Friday, April 5, 2013

Memoirists: Wilfrid Sheed

A few years ago, I happened on a copy of Wilfrid Sheed's In Love with Daylight, which I read with interest but then gave away. More recently, I happened on another copy, and bought it, though I may give that copy away too. I had not quite forgotten how good it is, but even so the reminder was welcome.
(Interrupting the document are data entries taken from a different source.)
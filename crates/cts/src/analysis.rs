use crate::tree::{ClockTree, NodeId, TreeNode};
use ortho_geom::Point;

use std::fmt;

/// Skew report for an embedded clock tree.
#[derive(Clone, Debug, PartialEq)]
pub struct SkewAnalysis {
    /// Largest source-to-sink delay.
    pub max_delay: f64,
    /// Smallest source-to-sink delay.
    pub min_delay: f64,
    /// `max_delay - min_delay`.
    pub skew: f64,
    /// Delay of every sink, in tree traversal order.
    pub sink_delays: Vec<f64>,
    /// Sum of all wire lengths in the tree.
    pub total_wirelength: i32,
    /// Name of the delay model that produced the tree.
    pub delay_model: String,
}

/// Collects sink delays and the total wirelength of `tree`.
///
/// `delay_model` is recorded verbatim in the report; builders pass
/// their model's name (see
/// [`DmeAlgorithm::analyze_skew`](crate::DmeAlgorithm::analyze_skew)).
pub fn analyze_skew(tree: &ClockTree, delay_model: &str) -> SkewAnalysis {
    let mut sink_delays = Vec::new();
    collect_sink_delays(tree, tree.root_id(), &mut sink_delays);
    debug_assert!(!sink_delays.is_empty());

    let mut max_delay = f64::MIN;
    let mut min_delay = f64::MAX;
    for &d in &sink_delays {
        max_delay = max_delay.max(d);
        min_delay = min_delay.min(d);
    }

    SkewAnalysis {
        max_delay,
        min_delay,
        skew: max_delay - min_delay,
        sink_delays,
        total_wirelength: tree.nodes().iter().map(|n| n.wire_length).sum(),
        delay_model: delay_model.to_string(),
    }
}

fn collect_sink_delays(tree: &ClockTree, id: NodeId, out: &mut Vec<f64>) {
    let node = &tree[id];
    if node.is_leaf() {
        out.push(node.delay);
    }
    if let Some(left) = node.left {
        collect_sink_delays(tree, left, out);
    }
    if let Some(right) = node.right {
        collect_sink_delays(tree, right, out);
    }
}

/// Role of a node in the clock tree.
#[derive(Copy, Clone, Debug, PartialEq, Eq)]
pub enum NodeRole {
    Sink,
    Internal,
}

impl fmt::Display for NodeRole {
    fn fmt(&self, f: &mut fmt::Formatter<'_>) -> fmt::Result {
        match self {
            NodeRole::Sink => write!(f, "sink"),
            NodeRole::Internal => write!(f, "internal"),
        }
    }
}

/// Per-node record in a [`TreeStatistics`] report.
#[derive(Clone, Debug, PartialEq)]
pub struct NodeInfo {
    pub name: String,
    pub position: Point<i32, i32>,
    pub role: NodeRole,
    pub delay: f64,
    pub capacitance: f64,
}

/// Per-wire record in a [`TreeStatistics`] report.
#[derive(Clone, Debug, PartialEq)]
pub struct WireInfo {
    pub from_node: String,
    pub to_node: String,
    pub length: i32,
    pub from_position: Point<i32, i32>,
    pub to_position: Point<i32, i32>,
}

/// Structural summary of a clock tree.
#[derive(Clone, Debug, Default)]
pub struct TreeStatistics {
    pub nodes: Vec<NodeInfo>,
    pub wires: Vec<WireInfo>,
    pub sinks: Vec<String>,
    pub total_nodes: usize,
    pub total_sinks: usize,
    pub total_wires: usize,
}

/// Gathers per-node and per-wire records by a pre-order traversal.
pub fn tree_statistics(tree: &ClockTree) -> TreeStatistics {
    let mut stats = TreeStatistics::default();
    visit(tree, tree.root_id(), None, &mut stats);
    stats.total_nodes = stats.nodes.len();
    stats.total_sinks = stats.sinks.len();
    stats.total_wires = stats.wires.len();
    stats
}

fn visit(tree: &ClockTree, id: NodeId, parent: Option<&TreeNode>, stats: &mut TreeStatistics) {
    let node = &tree[id];
    let role = if node.is_leaf() {
        NodeRole::Sink
    } else {
        NodeRole::Internal
    };
    stats.nodes.push(NodeInfo {
        name: node.name.clone(),
        position: node.position,
        role,
        delay: node.delay,
        capacitance: node.capacitance,
    });
    if node.is_leaf() {
        stats.sinks.push(node.name.clone());
    }
    if let Some(parent) = parent {
        stats.wires.push(WireInfo {
            from_node: parent.name.clone(),
            to_node: node.name.clone(),
            length: node.wire_length,
            from_position: parent.position,
            to_position: node.position,
        });
    }
    if let Some(left) = node.left {
        visit(tree, left, Some(node), stats);
    }
    if let Some(right) = node.right {
        visit(tree, right, Some(node), stats);
    }
}

#[cfg(test)]
mod tests {
    use super::*;
    use crate::delay::LinearDelay;
    use crate::dme::DmeAlgorithm;
    use crate::tree::Sink;
    use ortho_geom::point;

    #[test]
    fn statistics_of_a_small_tree() {
        let sinks = vec![
            Sink::new("s1", point(10, 20)),
            Sink::new("s2", point(30, 40)),
        ];
        let dme = DmeAlgorithm::new(sinks, LinearDelay::default()).unwrap();
        let tree = dme.build();
        let stats = tree_statistics(&tree);

        assert_eq!(stats.total_nodes, 3);
        assert_eq!(stats.total_sinks, 2);
        assert_eq!(stats.total_wires, 2);
        assert_eq!(stats.nodes.len(), 3);
        assert_eq!(stats.wires.len(), 2);

        let mut found_s1 = false;
        let mut found_s2 = false;
        let mut found_root = false;
        for node in &stats.nodes {
            match node.name.as_str() {
                "s1" => {
                    found_s1 = true;
                    assert_eq!(node.role, NodeRole::Sink);
                    assert_eq!(node.position, point(10, 20));
                }
                "s2" => {
                    found_s2 = true;
                    assert_eq!(node.role, NodeRole::Sink);
                    assert_eq!(node.position, point(30, 40));
                }
                "n0" => {
                    found_root = true;
                    assert_eq!(node.role, NodeRole::Internal);
                }
                other => panic!("unexpected node {}", other),
            }
        }
        assert!(found_s1 && found_s2 && found_root);

        for wire in &stats.wires {
            assert_eq!(wire.from_node, "n0");
            assert!(wire.to_node == "s1" || wire.to_node == "s2");
            assert!(wire.length >= 0);
        }
    }

    #[test]
    fn statistics_of_a_single_node() {
        let dme = DmeAlgorithm::new(
            vec![Sink::new("root", point(0, 0))],
            LinearDelay::default(),
        )
        .unwrap();
        let tree = dme.build();
        let stats = tree_statistics(&tree);

        assert_eq!(stats.total_nodes, 1);
        assert_eq!(stats.total_sinks, 1);
        assert_eq!(stats.total_wires, 0);
        assert_eq!(stats.sinks, vec!["root".to_string()]);
    }

    #[test]
    fn total_wirelength_matches_wire_records() {
        let sinks = vec![
            Sink::new("s1", point(0, 0)),
            Sink::new("s2", point(40, 10)),
            Sink::new("s3", point(15, 35)),
            Sink::new("s4", point(60, 60)),
        ];
        let dme = DmeAlgorithm::new(sinks, LinearDelay::new(0.5, 0.2)).unwrap();
        let tree = dme.build();

        let analysis = dme.analyze_skew(&tree);
        let stats = tree_statistics(&tree);
        let wire_sum: i32 = stats.wires.iter().map(|w| w.length).sum();
        assert_eq!(analysis.total_wirelength, wire_sum);
        assert_eq!(analysis.sink_delays.len(), 4);
        assert_eq!(analysis.delay_model, "linear");
    }

    #[test]
    fn role_display() {
        assert_eq!(format!("{}", NodeRole::Sink), "sink");
        assert_eq!(format!("{}", NodeRole::Internal), "internal");
    }
}
#![deny(bare_trait_objects)]

//! Zero-skew clock-tree synthesis.
//!
//! This crate is reexported in [ortho](https://docs.rs/ortho/).
//!
//! The construction is the classical Deferred Merge Embedding (DME)
//! algorithm: a balanced merging topology over the sinks, a bottom-up
//! pass computing each node's *merging segment* (the Manhattan arc of
//! positions giving zero skew to its subtree), a top-down pass pinning
//! every node to a point of its segment, and a final delay propagation.
//!
//! ```
//! use ortho_cts::{DmeAlgorithm, LinearDelay, Sink};
//! use ortho_geom::point;
//!
//! let sinks = vec![
//!     Sink::new("s1", point(10, 20)),
//!     Sink::new("s2", point(30, 40)),
//!     Sink::new("s3", point(50, 10)),
//! ];
//! let dme = DmeAlgorithm::new(sinks, LinearDelay::new(0.5, 0.2)).unwrap();
//! let tree = dme.build();
//! let analysis = dme.analyze_skew(&tree);
//! assert!(analysis.skew.abs() < 1e-9);
//! ```
//!
//! Delay estimation is pluggable through [`DelayModel`]; the crate
//! ships the linear model and the Elmore RC model.

pub use ortho_geom as geom;

// Verbose tracing for the synthesis passes, enabled by setting the
// ORTHO_CTS_LOG environment variable.
macro_rules! dme_log {
    ($($arg:tt)*) => {
        if std::env::var_os("ORTHO_CTS_LOG").is_some() {
            eprintln!($($arg)*);
        }
    };
}

mod analysis;
mod delay;
mod dme;
mod tree;

pub mod svg;

#[doc(inline)]
pub use crate::analysis::{
    analyze_skew, tree_statistics, NodeInfo, NodeRole, SkewAnalysis, TreeStatistics, WireInfo,
};
#[doc(inline)]
pub use crate::delay::{DelayModel, ElmoreDelay, LinearDelay, Tapping};
#[doc(inline)]
pub use crate::dme::{CtsError, DmeAlgorithm};
#[doc(inline)]
pub use crate::tree::{ClockTree, NodeId, Sink, TreeNode};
The subtitle of the book is "A Memoir of Recovery", and the book relates three recoveries: from polio, from alcohol and anti-depressant dependency, and from oral cancer. I have the impression that at least the second of these is much written of these days. I doubt it often is with the skill that Sheed brought.  The temptation when writing of Sheed is to just quote him, and why bother to resist?

On Ativan:
Ativan turned out to be a perfect little Jeeves among pills, tactful and anonymous, tucking one into bed every night and slippering out of the room.without leaving a trace.... Zooming the lens back to that period, I'd have to say that Ativan played fair, in the sense that Agatha Christie played fair, scattering clues in my path that I easily might have picked up on if I'd wanted to.
On carrying on while falling apart:
 It has always been a notion of mine that sanity is like a clearing in the jungle where humans agree to meet from time to time and carry on in certain fixed ways that even a baboon could master, like Englishmen dressing for dinner in the tropics. But I'd never realized how little you could bring to the meeting. Proceeding virtually on automatic pilot, I was apparently able to produce a good enough replica of a normal human being to fool the average onlooker indefinitely.
On giving up alcohol:
Closer inspection sugggested that the giant wave was something of an illusion. What I was actually being hit by was a series of incredibly bad moments, unbearable but brief, and with a small but perceptible breathing space in between. And what I did with this space was the key. If I panicked, the panic would join the moments together, the way the mind's eye joins frames film into a movie; if I tried to escape, I would be hit again on the way out, and again and again, seemingly faster and faster after that.  And if I tried to look on the bright side, I would really have my face mashed in.
  The trick I finally tumbled to that night and the next could alternately be described as passive resistance or steering into the skid.
In the end, Sheed survived his booze, pills, and oral cancer by almost 25 years.

Of his novels, I have read The Boys of Winter, which I thought entertaining, and Max Jameson, which I did not. Today I passed up another novel of his on one of Second Story Books's outside carts. All three, not surprisingly, are set in the publishing world where he spent his professional life. Sheed is in what I have read steadily breezy--lapidary prose is not what he is after. I do mean to find and read his Frank and Maisie: A Memoir with Parents.